• _Data for review_:
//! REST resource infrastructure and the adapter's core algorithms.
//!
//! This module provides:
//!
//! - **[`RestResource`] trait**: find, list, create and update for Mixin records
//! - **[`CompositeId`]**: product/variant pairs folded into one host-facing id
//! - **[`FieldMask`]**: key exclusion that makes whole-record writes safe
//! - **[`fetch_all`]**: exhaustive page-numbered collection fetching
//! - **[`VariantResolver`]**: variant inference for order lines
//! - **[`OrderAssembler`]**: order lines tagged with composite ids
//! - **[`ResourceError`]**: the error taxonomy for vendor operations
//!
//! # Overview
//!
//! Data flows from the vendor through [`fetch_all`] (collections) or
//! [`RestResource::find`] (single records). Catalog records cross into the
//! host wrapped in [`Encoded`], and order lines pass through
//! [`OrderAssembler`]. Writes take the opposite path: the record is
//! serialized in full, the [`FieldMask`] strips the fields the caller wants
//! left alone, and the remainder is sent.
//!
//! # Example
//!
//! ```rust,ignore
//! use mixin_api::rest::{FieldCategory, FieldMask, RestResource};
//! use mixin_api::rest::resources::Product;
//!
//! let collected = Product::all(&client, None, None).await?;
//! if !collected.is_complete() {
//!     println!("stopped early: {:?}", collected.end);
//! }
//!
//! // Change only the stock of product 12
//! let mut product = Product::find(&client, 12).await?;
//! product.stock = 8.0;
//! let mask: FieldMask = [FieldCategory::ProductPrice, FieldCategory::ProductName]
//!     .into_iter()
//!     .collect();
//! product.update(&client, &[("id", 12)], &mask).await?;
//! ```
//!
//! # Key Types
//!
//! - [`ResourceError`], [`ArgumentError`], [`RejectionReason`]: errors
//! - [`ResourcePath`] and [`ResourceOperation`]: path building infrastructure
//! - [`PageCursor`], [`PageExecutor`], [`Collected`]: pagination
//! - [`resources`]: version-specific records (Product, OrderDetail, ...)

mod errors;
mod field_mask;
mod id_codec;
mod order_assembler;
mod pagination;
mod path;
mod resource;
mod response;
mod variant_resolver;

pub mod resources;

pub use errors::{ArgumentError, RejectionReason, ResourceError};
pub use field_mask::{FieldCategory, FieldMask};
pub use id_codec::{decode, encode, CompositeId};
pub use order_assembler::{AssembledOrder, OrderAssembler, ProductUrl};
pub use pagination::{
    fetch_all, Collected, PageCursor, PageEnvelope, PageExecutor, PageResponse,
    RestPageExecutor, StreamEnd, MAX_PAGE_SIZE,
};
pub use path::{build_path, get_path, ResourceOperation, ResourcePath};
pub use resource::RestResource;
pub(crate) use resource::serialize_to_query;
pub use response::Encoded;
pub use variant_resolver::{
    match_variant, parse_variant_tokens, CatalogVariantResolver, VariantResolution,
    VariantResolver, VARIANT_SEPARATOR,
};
...
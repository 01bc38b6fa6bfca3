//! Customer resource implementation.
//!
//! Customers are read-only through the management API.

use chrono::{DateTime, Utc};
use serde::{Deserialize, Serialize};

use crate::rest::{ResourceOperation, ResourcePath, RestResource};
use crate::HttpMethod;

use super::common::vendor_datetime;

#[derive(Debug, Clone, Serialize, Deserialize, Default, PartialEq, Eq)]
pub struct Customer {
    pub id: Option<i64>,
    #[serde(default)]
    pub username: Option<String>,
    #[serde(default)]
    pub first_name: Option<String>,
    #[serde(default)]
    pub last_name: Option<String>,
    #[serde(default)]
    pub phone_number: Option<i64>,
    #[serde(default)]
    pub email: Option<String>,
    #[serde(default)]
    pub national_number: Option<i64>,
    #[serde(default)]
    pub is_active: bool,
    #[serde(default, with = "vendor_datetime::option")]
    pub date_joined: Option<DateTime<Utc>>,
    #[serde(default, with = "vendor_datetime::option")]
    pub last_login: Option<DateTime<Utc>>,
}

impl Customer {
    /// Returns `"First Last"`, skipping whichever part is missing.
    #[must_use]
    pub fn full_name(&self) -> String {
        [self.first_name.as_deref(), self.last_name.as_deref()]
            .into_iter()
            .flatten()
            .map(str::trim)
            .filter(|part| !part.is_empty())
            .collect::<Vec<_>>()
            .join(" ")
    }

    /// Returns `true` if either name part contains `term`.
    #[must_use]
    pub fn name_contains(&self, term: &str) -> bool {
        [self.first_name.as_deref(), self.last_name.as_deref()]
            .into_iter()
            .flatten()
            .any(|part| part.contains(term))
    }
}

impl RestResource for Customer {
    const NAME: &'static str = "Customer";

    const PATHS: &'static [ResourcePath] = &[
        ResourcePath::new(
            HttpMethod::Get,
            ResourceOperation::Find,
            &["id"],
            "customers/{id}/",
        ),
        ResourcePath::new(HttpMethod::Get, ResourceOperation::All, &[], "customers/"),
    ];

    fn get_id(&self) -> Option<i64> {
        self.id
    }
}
==
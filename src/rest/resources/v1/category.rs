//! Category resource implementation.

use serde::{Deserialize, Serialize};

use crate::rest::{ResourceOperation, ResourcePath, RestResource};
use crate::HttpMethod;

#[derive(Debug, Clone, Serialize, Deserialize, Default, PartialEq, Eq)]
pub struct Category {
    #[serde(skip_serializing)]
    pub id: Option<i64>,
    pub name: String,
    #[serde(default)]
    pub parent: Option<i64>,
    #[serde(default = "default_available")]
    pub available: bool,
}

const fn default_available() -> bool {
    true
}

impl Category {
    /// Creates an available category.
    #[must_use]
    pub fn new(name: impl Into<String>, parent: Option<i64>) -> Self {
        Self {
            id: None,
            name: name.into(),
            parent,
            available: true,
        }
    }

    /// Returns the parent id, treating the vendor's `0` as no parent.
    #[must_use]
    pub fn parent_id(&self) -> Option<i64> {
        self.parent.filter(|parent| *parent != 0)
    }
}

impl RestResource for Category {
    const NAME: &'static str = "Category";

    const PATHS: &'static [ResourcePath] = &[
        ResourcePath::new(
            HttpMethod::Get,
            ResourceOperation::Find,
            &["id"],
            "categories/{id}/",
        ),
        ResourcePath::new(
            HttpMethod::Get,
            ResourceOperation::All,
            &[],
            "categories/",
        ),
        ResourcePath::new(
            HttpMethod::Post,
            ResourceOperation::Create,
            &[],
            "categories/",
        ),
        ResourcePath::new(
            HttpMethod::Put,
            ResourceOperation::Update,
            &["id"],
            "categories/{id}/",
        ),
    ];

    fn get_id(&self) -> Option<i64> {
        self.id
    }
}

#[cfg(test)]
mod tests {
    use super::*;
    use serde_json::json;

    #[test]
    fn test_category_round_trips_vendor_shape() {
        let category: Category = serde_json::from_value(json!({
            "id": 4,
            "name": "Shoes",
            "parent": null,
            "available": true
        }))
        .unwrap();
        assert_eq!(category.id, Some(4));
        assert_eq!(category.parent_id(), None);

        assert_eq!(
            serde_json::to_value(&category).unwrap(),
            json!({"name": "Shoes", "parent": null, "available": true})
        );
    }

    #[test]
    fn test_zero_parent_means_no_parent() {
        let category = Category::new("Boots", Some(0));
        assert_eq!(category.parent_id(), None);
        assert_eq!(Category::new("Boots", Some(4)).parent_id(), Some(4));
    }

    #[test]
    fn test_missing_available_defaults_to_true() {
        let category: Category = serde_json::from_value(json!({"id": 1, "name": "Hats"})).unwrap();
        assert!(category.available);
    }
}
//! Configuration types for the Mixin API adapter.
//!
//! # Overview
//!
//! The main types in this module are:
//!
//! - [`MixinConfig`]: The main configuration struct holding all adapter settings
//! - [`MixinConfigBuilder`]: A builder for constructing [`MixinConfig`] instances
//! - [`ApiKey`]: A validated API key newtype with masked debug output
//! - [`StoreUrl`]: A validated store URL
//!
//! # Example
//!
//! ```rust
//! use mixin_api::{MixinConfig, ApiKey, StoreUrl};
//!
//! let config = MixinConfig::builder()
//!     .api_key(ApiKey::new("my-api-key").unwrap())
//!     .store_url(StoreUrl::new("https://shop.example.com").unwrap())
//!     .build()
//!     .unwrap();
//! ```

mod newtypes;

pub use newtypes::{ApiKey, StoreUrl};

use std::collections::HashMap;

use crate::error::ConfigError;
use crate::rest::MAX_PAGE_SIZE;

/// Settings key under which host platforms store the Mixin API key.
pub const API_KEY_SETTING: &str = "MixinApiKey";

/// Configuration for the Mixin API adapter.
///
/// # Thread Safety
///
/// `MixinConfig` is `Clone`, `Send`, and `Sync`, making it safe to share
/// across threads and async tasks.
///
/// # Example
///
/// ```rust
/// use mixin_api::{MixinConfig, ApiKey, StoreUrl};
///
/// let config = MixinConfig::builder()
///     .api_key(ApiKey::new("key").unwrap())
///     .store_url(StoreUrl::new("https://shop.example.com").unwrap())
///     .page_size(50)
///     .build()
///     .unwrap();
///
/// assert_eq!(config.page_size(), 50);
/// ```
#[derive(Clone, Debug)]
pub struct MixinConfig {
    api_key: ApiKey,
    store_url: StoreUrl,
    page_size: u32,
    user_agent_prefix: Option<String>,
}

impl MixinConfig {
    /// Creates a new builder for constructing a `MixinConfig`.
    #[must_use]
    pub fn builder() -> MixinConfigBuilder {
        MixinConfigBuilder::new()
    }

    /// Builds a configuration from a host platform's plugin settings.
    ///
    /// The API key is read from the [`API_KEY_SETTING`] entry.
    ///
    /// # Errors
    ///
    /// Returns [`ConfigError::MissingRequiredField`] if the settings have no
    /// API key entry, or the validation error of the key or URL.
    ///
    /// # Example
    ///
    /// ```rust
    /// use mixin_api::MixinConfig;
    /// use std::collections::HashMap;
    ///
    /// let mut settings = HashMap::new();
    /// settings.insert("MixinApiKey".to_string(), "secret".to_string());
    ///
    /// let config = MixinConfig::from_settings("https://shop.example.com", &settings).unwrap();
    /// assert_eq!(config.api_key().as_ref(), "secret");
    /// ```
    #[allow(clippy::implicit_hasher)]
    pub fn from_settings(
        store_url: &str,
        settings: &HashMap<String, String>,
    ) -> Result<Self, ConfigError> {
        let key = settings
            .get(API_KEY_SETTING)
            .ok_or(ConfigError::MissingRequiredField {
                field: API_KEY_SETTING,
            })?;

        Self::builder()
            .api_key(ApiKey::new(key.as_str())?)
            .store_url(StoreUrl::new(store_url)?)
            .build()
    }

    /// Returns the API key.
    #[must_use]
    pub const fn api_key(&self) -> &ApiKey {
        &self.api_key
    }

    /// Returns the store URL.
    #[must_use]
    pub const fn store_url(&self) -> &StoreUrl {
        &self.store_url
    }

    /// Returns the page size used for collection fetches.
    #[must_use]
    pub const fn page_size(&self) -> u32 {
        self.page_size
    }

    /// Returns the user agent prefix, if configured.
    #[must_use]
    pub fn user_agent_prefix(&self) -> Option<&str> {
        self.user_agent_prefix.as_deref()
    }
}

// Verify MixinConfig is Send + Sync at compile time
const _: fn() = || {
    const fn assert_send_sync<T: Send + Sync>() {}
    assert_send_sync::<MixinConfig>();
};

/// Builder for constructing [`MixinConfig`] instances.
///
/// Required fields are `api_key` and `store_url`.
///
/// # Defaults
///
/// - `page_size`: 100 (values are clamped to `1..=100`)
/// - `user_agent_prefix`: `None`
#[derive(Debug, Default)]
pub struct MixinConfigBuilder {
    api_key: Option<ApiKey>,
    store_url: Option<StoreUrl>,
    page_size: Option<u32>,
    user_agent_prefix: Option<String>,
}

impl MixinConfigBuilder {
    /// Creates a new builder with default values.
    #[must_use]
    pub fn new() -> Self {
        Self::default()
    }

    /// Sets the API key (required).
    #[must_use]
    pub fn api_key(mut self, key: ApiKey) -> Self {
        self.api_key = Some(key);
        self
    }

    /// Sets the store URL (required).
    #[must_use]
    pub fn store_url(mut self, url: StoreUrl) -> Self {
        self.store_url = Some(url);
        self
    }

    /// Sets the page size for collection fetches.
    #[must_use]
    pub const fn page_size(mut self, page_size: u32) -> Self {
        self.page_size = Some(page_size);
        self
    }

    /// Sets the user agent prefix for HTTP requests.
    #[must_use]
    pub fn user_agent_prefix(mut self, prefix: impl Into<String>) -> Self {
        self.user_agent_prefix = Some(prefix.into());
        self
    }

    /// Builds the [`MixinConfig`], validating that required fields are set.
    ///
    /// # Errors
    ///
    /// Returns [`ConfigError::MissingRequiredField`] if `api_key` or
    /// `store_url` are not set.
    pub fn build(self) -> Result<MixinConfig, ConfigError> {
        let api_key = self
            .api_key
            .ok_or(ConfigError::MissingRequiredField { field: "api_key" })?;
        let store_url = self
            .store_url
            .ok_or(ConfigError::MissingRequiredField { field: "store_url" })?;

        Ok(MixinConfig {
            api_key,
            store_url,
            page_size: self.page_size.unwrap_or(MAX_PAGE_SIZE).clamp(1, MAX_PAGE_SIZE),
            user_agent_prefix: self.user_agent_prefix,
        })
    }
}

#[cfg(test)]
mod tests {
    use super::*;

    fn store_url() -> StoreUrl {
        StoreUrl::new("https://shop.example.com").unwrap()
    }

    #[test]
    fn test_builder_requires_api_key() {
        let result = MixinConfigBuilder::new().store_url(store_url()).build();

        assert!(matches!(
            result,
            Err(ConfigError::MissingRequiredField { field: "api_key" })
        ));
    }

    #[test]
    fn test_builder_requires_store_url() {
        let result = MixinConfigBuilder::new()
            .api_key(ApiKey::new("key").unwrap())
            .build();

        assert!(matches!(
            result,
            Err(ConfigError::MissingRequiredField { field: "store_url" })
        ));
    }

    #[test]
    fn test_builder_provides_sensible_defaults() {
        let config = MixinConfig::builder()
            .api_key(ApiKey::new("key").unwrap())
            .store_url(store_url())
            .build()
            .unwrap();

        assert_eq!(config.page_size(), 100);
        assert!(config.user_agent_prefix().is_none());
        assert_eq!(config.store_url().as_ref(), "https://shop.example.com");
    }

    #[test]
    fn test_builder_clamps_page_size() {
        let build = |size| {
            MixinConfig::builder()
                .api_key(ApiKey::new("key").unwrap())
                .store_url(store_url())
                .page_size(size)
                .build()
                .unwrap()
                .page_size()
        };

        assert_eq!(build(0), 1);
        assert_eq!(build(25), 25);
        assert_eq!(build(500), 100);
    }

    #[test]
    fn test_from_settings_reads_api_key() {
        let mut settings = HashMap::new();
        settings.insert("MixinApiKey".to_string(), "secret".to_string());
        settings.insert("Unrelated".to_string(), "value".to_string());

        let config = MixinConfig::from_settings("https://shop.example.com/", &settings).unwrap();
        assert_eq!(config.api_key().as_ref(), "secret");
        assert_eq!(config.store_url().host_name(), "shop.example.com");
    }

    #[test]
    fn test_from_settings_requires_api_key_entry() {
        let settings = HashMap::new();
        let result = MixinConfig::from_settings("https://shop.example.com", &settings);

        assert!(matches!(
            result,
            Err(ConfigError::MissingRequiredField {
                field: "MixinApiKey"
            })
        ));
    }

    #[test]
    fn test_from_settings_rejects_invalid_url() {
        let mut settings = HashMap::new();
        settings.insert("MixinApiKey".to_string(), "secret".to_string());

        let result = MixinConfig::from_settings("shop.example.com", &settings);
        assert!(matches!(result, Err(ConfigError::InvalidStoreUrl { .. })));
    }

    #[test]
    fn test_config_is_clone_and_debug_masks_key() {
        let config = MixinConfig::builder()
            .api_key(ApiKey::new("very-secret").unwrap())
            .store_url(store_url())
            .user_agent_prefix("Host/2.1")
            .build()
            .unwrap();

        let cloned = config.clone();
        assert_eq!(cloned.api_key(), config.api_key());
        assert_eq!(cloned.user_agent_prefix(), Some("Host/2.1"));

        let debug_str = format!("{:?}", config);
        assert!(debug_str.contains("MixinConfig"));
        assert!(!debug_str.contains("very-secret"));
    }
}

• _What you will do_:
From the listing above, return the lines starting at the one with "for order lines" and ending at the one with "lines pass through", both kept, exactly as they appear and nothing more.

• _Final answer_:
//! - **[`VariantResolver`]**: variant inference for order lines
//! - **[`OrderAssembler`]**: order lines tagged with composite ids
//! - **[`ResourceError`]**: the error taxonomy for vendor operations
//!
//! # Overview
//!
//! Data flows from the vendor through [`fetch_all`] (collections) or
//! [`RestResource::find`] (single records). Catalog records cross into the
//! host wrapped in [`Encoded`], and order lines pass through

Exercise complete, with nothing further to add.